Please return the lines of the data that contain "ToolOutput".

□ □ □ □ □ □ □

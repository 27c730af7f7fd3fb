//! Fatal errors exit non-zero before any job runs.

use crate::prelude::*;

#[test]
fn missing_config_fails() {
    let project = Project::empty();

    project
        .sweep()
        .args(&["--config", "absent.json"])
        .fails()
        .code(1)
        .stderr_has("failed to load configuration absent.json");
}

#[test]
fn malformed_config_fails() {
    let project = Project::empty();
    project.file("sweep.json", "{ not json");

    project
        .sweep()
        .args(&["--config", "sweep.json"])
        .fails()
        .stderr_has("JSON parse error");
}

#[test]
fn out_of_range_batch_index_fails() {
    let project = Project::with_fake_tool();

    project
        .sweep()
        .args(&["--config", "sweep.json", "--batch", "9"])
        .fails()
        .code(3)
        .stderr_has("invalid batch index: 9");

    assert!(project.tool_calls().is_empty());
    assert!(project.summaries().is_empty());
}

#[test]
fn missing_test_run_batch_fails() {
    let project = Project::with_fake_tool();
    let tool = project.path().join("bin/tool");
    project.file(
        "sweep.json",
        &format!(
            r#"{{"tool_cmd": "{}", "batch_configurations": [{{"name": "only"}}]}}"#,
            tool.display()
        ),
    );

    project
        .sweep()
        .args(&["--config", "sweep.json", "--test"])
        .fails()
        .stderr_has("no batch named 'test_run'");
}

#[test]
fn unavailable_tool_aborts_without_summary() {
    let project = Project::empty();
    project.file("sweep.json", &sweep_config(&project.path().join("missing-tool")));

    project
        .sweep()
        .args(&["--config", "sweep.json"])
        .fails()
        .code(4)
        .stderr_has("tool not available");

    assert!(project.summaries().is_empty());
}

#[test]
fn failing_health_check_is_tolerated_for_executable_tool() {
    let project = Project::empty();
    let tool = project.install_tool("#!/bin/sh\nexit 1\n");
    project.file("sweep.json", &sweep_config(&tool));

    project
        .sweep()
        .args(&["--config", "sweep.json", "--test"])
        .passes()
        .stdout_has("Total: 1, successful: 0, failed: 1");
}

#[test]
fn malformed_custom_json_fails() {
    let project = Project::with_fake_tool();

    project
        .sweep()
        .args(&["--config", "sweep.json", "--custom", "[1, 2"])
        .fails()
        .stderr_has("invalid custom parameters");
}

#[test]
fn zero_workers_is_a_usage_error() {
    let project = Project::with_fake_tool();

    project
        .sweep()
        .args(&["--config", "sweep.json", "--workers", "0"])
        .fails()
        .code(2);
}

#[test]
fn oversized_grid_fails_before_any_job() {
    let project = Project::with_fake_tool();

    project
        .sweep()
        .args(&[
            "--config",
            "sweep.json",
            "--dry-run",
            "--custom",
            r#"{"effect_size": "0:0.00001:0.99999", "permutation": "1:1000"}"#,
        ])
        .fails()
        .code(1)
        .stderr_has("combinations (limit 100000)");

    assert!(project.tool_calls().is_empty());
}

□ □ □ □ □ □ □

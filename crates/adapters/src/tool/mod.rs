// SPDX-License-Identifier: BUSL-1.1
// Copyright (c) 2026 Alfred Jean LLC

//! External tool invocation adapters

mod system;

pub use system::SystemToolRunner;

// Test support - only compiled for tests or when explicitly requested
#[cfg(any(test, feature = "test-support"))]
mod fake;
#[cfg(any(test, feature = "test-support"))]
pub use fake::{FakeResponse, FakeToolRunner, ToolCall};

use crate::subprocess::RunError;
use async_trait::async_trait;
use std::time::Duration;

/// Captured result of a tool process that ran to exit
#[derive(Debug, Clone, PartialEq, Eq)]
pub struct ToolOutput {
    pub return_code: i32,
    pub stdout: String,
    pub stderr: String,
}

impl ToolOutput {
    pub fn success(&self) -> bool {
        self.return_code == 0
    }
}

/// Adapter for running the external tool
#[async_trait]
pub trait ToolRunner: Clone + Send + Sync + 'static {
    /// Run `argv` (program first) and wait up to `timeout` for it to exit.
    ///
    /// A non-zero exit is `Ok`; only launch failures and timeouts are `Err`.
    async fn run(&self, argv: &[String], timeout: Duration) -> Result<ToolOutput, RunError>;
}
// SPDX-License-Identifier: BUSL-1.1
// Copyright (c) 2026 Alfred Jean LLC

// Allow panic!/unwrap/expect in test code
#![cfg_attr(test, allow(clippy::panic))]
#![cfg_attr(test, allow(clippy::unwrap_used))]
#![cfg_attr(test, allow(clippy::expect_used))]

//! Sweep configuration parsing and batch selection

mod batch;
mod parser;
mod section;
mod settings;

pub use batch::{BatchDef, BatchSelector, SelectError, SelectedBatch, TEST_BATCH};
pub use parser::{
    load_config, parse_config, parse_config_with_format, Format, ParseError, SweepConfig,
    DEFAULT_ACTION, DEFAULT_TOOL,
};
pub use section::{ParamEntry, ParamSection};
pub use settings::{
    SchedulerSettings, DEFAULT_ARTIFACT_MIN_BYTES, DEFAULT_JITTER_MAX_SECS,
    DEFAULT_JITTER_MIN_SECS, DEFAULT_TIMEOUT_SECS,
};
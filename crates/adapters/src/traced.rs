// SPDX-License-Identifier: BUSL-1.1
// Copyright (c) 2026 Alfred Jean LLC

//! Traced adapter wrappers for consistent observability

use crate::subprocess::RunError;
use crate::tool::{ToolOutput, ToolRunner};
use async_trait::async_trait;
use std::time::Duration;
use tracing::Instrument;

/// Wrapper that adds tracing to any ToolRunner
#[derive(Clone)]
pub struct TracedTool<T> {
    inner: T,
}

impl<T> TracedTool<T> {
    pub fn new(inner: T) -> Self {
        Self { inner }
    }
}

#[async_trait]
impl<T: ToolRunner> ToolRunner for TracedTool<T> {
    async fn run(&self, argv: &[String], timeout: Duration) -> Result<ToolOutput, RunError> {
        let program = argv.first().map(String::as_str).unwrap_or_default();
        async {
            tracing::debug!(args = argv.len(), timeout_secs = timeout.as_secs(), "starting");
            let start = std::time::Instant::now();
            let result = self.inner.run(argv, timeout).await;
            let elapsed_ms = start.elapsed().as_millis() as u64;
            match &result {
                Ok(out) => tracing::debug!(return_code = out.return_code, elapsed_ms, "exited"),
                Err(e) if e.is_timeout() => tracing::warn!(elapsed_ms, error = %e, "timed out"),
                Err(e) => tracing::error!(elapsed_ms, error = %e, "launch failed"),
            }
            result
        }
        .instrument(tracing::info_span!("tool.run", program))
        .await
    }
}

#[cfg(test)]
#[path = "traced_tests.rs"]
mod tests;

□ □ □ □ □ □ □

RESPONSE BELOW
pub struct ToolOutput {
impl ToolOutput {
    async fn run(&self, argv: &[String], timeout: Duration) -> Result<ToolOutput, RunError>;
use crate::tool::{ToolOutput, ToolRunner};
    async fn run(&self, argv: &[String], timeout: Duration) -> Result<ToolOutput, RunError> {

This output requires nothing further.